Adversarial patch attacks against image classification deep neural networks (DNNs), which inject arbitrary distortions within a bounded region of an image, can generate adversarial perturbations that are robust (i.e., remain adversarial in physical world) and universal (i.e., remain adversarial on any input). Such attacks can lead to severe consequences in real-world DNN-based systems. This work proposes Jujutsu, a technique to detect and mitigate robust and universal adversarial patch attacks. For detection, Jujutsu exploits the attacks' universal property - Jujutsu first locates the region of the potential adversarial patch, and then strategically transfers it to a dedicated region in a new image to determine whether it is truly malicious.

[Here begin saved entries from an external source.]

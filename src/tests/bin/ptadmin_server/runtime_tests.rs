use tempfile::tempdir;

use super::*;

fn args_with_data_dir(data_dir: PathBuf) -> Args {
    Args {
        addr: "127.0.0.1:0".parse().expect("parse socket addr"),
        addr_file: None,
        data_dir,
        jwt_secret: "0123456789abcdef0123456789abcdef".to_string(),
        access_ttl: "15m".to_string(),
        refresh_ttl: "7d".to_string(),
        rotate_refresh_tokens: false,
        seed_admin_email: None,
        seed_admin_password: None,
        seed_admin_name: "Admin".to_string(),
    }
}

#[test]
fn empty_store_without_seed_stays_empty() {
    let temp = tempdir().expect("create temp dir");
    let args = args_with_data_dir(temp.path().to_path_buf());

    let admins = load_or_seed_admins(&args).expect("load admins");
    assert!(admins.is_empty());
    assert!(!admins_path(temp.path()).exists());
}

#[test]
fn seed_admin_is_hashed_and_persisted() {
    let temp = tempdir().expect("create temp dir");
    let mut args = args_with_data_dir(temp.path().to_path_buf());
    args.seed_admin_email = Some(" Root@Example.com ".to_string());
    args.seed_admin_password = Some("seed-password".to_string());

    let admins = load_or_seed_admins(&args).expect("seed admins");
    assert_eq!(admins.len(), 1);
    let admin = admins.values().next().expect("seeded admin");
    assert_eq!(admin.email, "root@example.com");
    assert_eq!(admin.role, ADMIN_ROLE);
    assert!(verify_password("seed-password", &admin.password_hash));
    assert!(admins_path(temp.path()).exists());
}

#[test]
fn existing_store_is_not_reseeded() {
    let temp = tempdir().expect("create temp dir");
    let mut args = args_with_data_dir(temp.path().to_path_buf());
    args.seed_admin_email = Some("root@example.com".to_string());
    args.seed_admin_password = Some("seed-password".to_string());
    let first = load_or_seed_admins(&args).expect("seed admins");

    args.seed_admin_email = Some("other@example.com".to_string());
    let second = load_or_seed_admins(&args).expect("load admins");
    assert_eq!(
        first.keys().collect::<Vec<_>>(),
        second.keys().collect::<Vec<_>>()
    );
}

#[test]
fn short_seed_password_is_refused() {
    let temp = tempdir().expect("create temp dir");
    let mut args = args_with_data_dir(temp.path().to_path_buf());
    args.seed_admin_email = Some("root@example.com".to_string());
    args.seed_admin_password = Some("short".to_string());
    assert!(load_or_seed_admins(&args).is_err());
}
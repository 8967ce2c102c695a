//! Scaffolding for acceptance tests against a live backend.
//!
//! A [`TestContext`] owns a logged-in client and every admin account it
//! created, and deletes those accounts when it goes out of scope. Assertions
//! that need the backend's storage go through an injected [`AdminRepository`].

mod fixture;
mod repository;

pub use self::fixture::{TestContext, with_context};
pub use self::repository::{AdminRepository, JsonFileRepository, StoredAdmin};

/// Short random suffix for throwaway account emails.
pub fn unique_suffix() -> String {
    let mut bytes = [0u8; 6];
    if getrandom::getrandom(&mut bytes).is_err() {
        let nanos = time::OffsetDateTime::now_utc().unix_timestamp_nanos();
        return format!("{:x}", nanos);
    }
    bytes.iter().map(|b| format!("{:02x}", b)).collect()
}
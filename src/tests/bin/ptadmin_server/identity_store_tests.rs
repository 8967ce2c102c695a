use tempfile::tempdir;

use super::*;

fn record(email: &str) -> AdminRecord {
    new_admin_record(email, "Someone", ADMIN_ROLE, "hash".to_string(), None).expect("record")
}

#[test]
fn admins_round_trip_through_disk() {
    let temp = tempdir().expect("create temp dir");
    assert!(load_admins_from_disk(temp.path()).expect("load empty").is_empty());

    let mut admins = HashMap::new();
    for email in ["b@example.com", "a@example.com"] {
        let r = record(email);
        admins.insert(r.id.clone(), r);
    }
    persist_admins_to_disk(temp.path(), &admins).expect("persist");

    let raw: serde_json::Value =
        serde_json::from_slice(&std::fs::read(admins_path(temp.path())).expect("read"))
            .expect("parse");
    let emails: Vec<&str> = raw
        .as_array()
        .expect("array")
        .iter()
        .filter_map(|a| a.get("email").and_then(|e| e.as_str()))
        .collect();
    assert_eq!(emails, vec!["a@example.com", "b@example.com"]);
    assert!(raw[0].get("password_hash").is_some());

    let loaded = load_admins_from_disk(temp.path()).expect("load");
    assert_eq!(loaded.len(), 2);
    for (id, admin) in &loaded {
        assert_eq!(admins[id].email, admin.email);
    }
}

#[test]
fn revoked_tokens_persist_and_prune() {
    let temp = tempdir().expect("create temp dir");
    let mut revoked = HashMap::new();
    revoked.insert(fingerprint("old-token"), 100);
    revoked.insert(fingerprint("live-token"), 10_000);
    persist_revoked_to_disk(temp.path(), &revoked).expect("persist");

    let mut loaded = load_revoked_from_disk(temp.path()).expect("load");
    assert_eq!(loaded, revoked);

    prune_revoked(&mut loaded, 500);
    assert_eq!(loaded.len(), 1);
    assert!(loaded.contains_key(&fingerprint("live-token")));
}

#[test]
fn fingerprint_is_stable_and_hides_the_token() {
    let fp = fingerprint("secret-token");
    assert_eq!(fp, fingerprint("secret-token"));
    assert_ne!(fp, fingerprint("other-token"));
    assert_eq!(fp.len(), 64);
    assert!(!fp.contains("secret"));
}

#[test]
fn generated_ids_are_unique_hex() {
    let a = generate_id().expect("id");
    let b = generate_id().expect("id");
    assert_eq!(a.len(), 32);
    assert!(a.chars().all(|c| c.is_ascii_hexdigit()));
    assert_ne!(a, b);
}
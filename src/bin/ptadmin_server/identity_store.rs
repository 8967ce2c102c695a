use ptadmin::config::write_atomic_overwrite;

use super::*;

pub(super) fn now_ts() -> String {
    time::OffsetDateTime::now_utc()
        .format(&time::format_description::well_known::Rfc3339)
        .unwrap_or_else(|_| "<time>".to_string())
}

pub(super) fn fingerprint(secret: &str) -> String {
    blake3::hash(secret.as_bytes()).to_hex().to_string()
}

pub(super) fn admins_path(data_dir: &std::path::Path) -> std::path::PathBuf {
    data_dir.join("admins.json")
}

pub(super) fn revoked_path(data_dir: &std::path::Path) -> std::path::PathBuf {
    data_dir.join("revoked_refresh.json")
}

pub(super) fn load_admins_from_disk(
    data_dir: &std::path::Path,
) -> Result<HashMap<String, AdminRecord>> {
    let path = admins_path(data_dir);
    if !path.exists() {
        return Ok(HashMap::new());
    }
    let bytes = std::fs::read(&path).context("read admins.json")?;
    let list: Vec<AdminRecord> = serde_json::from_slice(&bytes).context("parse admins.json")?;
    Ok(list.into_iter().map(|a| (a.id.clone(), a)).collect())
}

pub(super) fn persist_admins_to_disk(
    data_dir: &std::path::Path,
    admins: &HashMap<String, AdminRecord>,
) -> Result<()> {
    let mut list: Vec<&AdminRecord> = admins.values().collect();
    list.sort_by(|a, b| a.email.cmp(&b.email));
    let bytes = serde_json::to_vec_pretty(&list).context("serialize admins")?;
    write_atomic_overwrite(&admins_path(data_dir), &bytes).context("write admins.json")
}

pub(super) fn load_revoked_from_disk(data_dir: &std::path::Path) -> Result<HashMap<String, i64>> {
    let path = revoked_path(data_dir);
    if !path.exists() {
        return Ok(HashMap::new());
    }
    let bytes = std::fs::read(&path).context("read revoked_refresh.json")?;
    let list: Vec<RevokedRefresh> =
        serde_json::from_slice(&bytes).context("parse revoked_refresh.json")?;
    Ok(list
        .into_iter()
        .map(|r| (r.fingerprint, r.expires_at))
        .collect())
}

pub(super) fn persist_revoked_to_disk(
    data_dir: &std::path::Path,
    revoked: &HashMap<String, i64>,
) -> Result<()> {
    let mut list: Vec<RevokedRefresh> = revoked
        .iter()
        .map(|(fingerprint, expires_at)| RevokedRefresh {
            fingerprint: fingerprint.clone(),
            expires_at: *expires_at,
        })
        .collect();
    list.sort_by(|a, b| a.expires_at.cmp(&b.expires_at));
    let bytes = serde_json::to_vec_pretty(&list).context("serialize revoked refresh tokens")?;
    write_atomic_overwrite(&revoked_path(data_dir), &bytes).context("write revoked_refresh.json")
}

/// Drop entries whose token has expired; verification rejects those already.
pub(super) fn prune_revoked(revoked: &mut HashMap<String, i64>, now: i64) {
    revoked.retain(|_, expires_at| *expires_at > now);
}

/// Holds the write guard across the disk write so persists never interleave.
pub(super) async fn persist_admins(state: &Arc<AppState>) -> Result<(), Response> {
    let admins = state.admins.write().await;
    persist_admins_to_disk(&state.data_dir, &admins).map_err(internal_error)
}

pub(super) fn new_admin_record(
    email: &str,
    name: &str,
    role: &str,
    password_hash: String,
    created_by: Option<String>,
) -> Result<AdminRecord> {
    Ok(AdminRecord {
        id: generate_id()?,
        email: email.to_string(),
        name: name.to_string(),
        role: role.to_string(),
        password_hash,
        created_at: now_ts(),
        created_by,
        updated_at: None,
        last_login: None,
    })
}

pub(super) fn generate_id() -> Result<String> {
    // 16 bytes of entropy, hex-encoded.
    let mut bytes = [0u8; 16];
    getrandom::getrandom(&mut bytes).map_err(|e| anyhow::anyhow!("getrandom: {:?}", e))?;
    let mut out = String::with_capacity(32);
    for b in &bytes {
        out.push_str(&format!("{:02x}", b));
    }
    Ok(out)
}

#[cfg(test)]
#[path = "../../tests/bin/ptadmin_server/identity_store_tests.rs"]
mod tests;
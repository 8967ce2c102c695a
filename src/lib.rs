//! Admin session client for the personal-training backend.
//!
//! [`client::AdminClient`] logs in, keeps the access token fresh and retries a
//! protected call once when its token expires mid-flight. [`harness`] and
//! [`verify`] build acceptance checks of the backend's auth contract on top of it.

pub mod client;
pub mod config;
pub mod error;
pub mod harness;
pub mod logging;
pub mod model;
pub mod session;
pub mod verify;

pub use self::client::AdminClient;
pub use self::config::ClientConfig;
pub use self::error::ApiError;
pub use self::model::{AdminUser, Credentials, TokenClaims, TokenPair};
pub use self::session::{Session, SessionState};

For attack mitigation, Jujutsu leverages the attacks' localized nature via image inpainting to synthesize the semantic contents in the pixels that are corrupted by the attacks, and reconstruct the ``clean'' image. We evaluate Jujutsu on four diverse datasets (ImageNet, ImageNette, CelebA and Place365), and show that Jujutsu achieves superior performance and significantly outperforms existing techniques. We find that Jujutsu can further defend against different variants of the basic attack, including 1) physical-world attack; 2) attacks that target diverse classes; 3) attacks that construct patches in different shapes and 4) adaptive attacks.